-- INPUT --
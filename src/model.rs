use std::path::PathBuf;

/// How an entry gets opened once it is picked.
#[derive(Debug, Clone, PartialEq, Eq)]
pub enum LaunchHandle {
    AppId(String),        // shell:AppsFolder identifier (Start menu)
    Shortcut(PathBuf),    // .lnk file
    InstallDir(PathBuf),  // registry InstallLocation
}

#[derive(Debug, Clone, PartialEq, Eq)]
pub struct AppEntry {
    pub name: String,
    pub handle: LaunchHandle,
}

impl AppEntry {
    pub fn new(name: impl Into<String>, handle: LaunchHandle) -> Self {
        Self {
            name: name.into(),
            handle,
        }
    }

    pub fn app_id(name: impl Into<String>, id: impl Into<String>) -> Self {
        Self::new(name, LaunchHandle::AppId(id.into()))
    }

    pub fn shortcut(name: impl Into<String>, path: impl Into<PathBuf>) -> Self {
        Self::new(name, LaunchHandle::Shortcut(path.into()))
    }

    pub fn install_dir(name: impl Into<String>, path: impl Into<PathBuf>) -> Self {
        Self::new(name, LaunchHandle::InstallDir(path.into()))
    }

    /// Case-folded name; the key for dedup, ordering, denylist and filtering.
    pub fn fold_key(&self) -> String {
        self.name.to_lowercase()
    }

    pub fn source_label(&self) -> &'static str {
        match self.handle {
            LaunchHandle::AppId(_) => "start-menu",
            LaunchHandle::Shortcut(_) => "shortcut",
            LaunchHandle::InstallDir(_) => "registry",
        }
    }
}
mod catalog;
mod config;
mod executor;
mod input;
mod matcher;
mod model;
mod sources;
mod state;
mod ui;

use std::fs::OpenOptions;
use anyhow::{Context, Result};
use clap::Parser;
use crossterm::style::Stylize;
use log::info;
use crate::catalog::Denylist;
use crate::config::{load_config, Config};
use crate::state::{AppState, Effect};

/// Terminal app launcher for Windows. Type to filter, enter to launch,
/// start with `/` to search the web.
#[derive(Parser, Debug)]
#[command(author, version, about, long_about = None)]
struct Args {}

fn main() {
    Args::parse();
    if let Err(err) = run() {
        eprintln!("zap: {err:#}");
        std::process::exit(1);
    }
}

fn run() -> Result<()> {
    // 1. Load Config
    let config = load_config()?;
    init_logging(&config)?;

    // 2. Collect & merge apps
    let sources = sources::enabled_sources(&config.sources);
    let outcomes = sources::collect(&sources);
    let apps = catalog::merge(&outcomes, &Denylist::from_config(&config.filter));
    info!("Loaded {} apps from {} sources", apps.len(), outcomes.len());

    // 3. Run the session
    let mut state = AppState::new(apps, &config);
    match ui::terminal::run(&mut state, &config)? {
        Effect::Launch(entry) => executor::launch(&entry),
        Effect::WebSearch(query) => executor::web_search(&config.search, &query),
        Effect::Quit | Effect::None => {}
    }

    if let Some(label) = &state.last_action {
        println!("{}", format!("  → {label}").dark_grey());
    }
    Ok(())
}

/// `RUST_LOG` picks the level. With `general.log_file` set, records go to
/// that file instead of stderr so they stay off the TUI.
fn init_logging(config: &Config) -> Result<()> {
    let mut builder = env_logger::Builder::from_default_env();
    if let Some(path) = &config.general.log_file {
        let file = OpenOptions::new()
            .create(true)
            .append(true)
            .open(path)
            .with_context(|| format!("failed to open log file {}", path.display()))?;
        builder.target(env_logger::Target::Pipe(Box::new(file)));
    }
    builder.init();
    Ok(())
}
use crate::model::AppEntry;

/// Case-folded, whitespace-separated query tokens.
pub fn tokens(query: &str) -> Vec<String> {
    query.to_lowercase().split_whitespace().map(str::to_string).collect()
}

/// True when the case-folded name contains every token. No tokens matches all.
pub fn matches(name: &str, tokens: &[String]) -> bool {
    let haystack = name.to_lowercase();
    tokens.iter().all(|t| haystack.contains(t.as_str()))
}

/// Indices of the entries matching `query`, in their original order.
pub fn filter(entries: &[AppEntry], query: &str) -> Vec<usize> {
    if query.is_empty() {
        return (0..entries.len()).collect();
    }

    let tokens = tokens(query);
    entries
        .iter()
        .enumerate()
        .filter(|(_, e)| matches(&e.name, &tokens))
        .map(|(i, _)| i)
        .collect()
}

-- WORK ORDER --
From the records above, copy out the line with "search the web.", the line with "pub fn matches(name: &str, tokens: &[String])", and every line between them, word for word.

-- EXERCISE ANSWER --
/// start with `/` to search the web.
#[derive(Parser, Debug)]
#[command(author, version, about, long_about = None)]
struct Args {}

fn main() {
    Args::parse();
    if let Err(err) = run() {
        eprintln!("zap: {err:#}");
        std::process::exit(1);
    }
}

fn run() -> Result<()> {
    // 1. Load Config
    let config = load_config()?;
    init_logging(&config)?;

    // 2. Collect & merge apps
    let sources = sources::enabled_sources(&config.sources);
    let outcomes = sources::collect(&sources);
    let apps = catalog::merge(&outcomes, &Denylist::from_config(&config.filter));
    info!("Loaded {} apps from {} sources", apps.len(), outcomes.len());

    // 3. Run the session
    let mut state = AppState::new(apps, &config);
    match ui::terminal::run(&mut state, &config)? {
        Effect::Launch(entry) => executor::launch(&entry),
        Effect::WebSearch(query) => executor::web_search(&config.search, &query),
        Effect::Quit | Effect::None => {}
    }

    if let Some(label) = &state.last_action {
        println!("{}", format!("  → {label}").dark_grey());
    }
    Ok(())
}

/// `RUST_LOG` picks the level. With `general.log_file` set, records go to
/// that file instead of stderr so they stay off the TUI.
fn init_logging(config: &Config) -> Result<()> {
    let mut builder = env_logger::Builder::from_default_env();
    if let Some(path) = &config.general.log_file {
        let file = OpenOptions::new()
            .create(true)
            .append(true)
            .open(path)
            .with_context(|| format!("failed to open log file {}", path.display()))?;
        builder.target(env_logger::Target::Pipe(Box::new(file)));
    }
    builder.init();
    Ok(())
}
use crate::model::AppEntry;

/// Case-folded, whitespace-separated query tokens.
pub fn tokens(query: &str) -> Vec<String> {
    query.to_lowercase().split_whitespace().map(str::to_string).collect()
}

/// True when the case-folded name contains every token. No tokens matches all.
pub fn matches(name: &str, tokens: &[String]) -> bool {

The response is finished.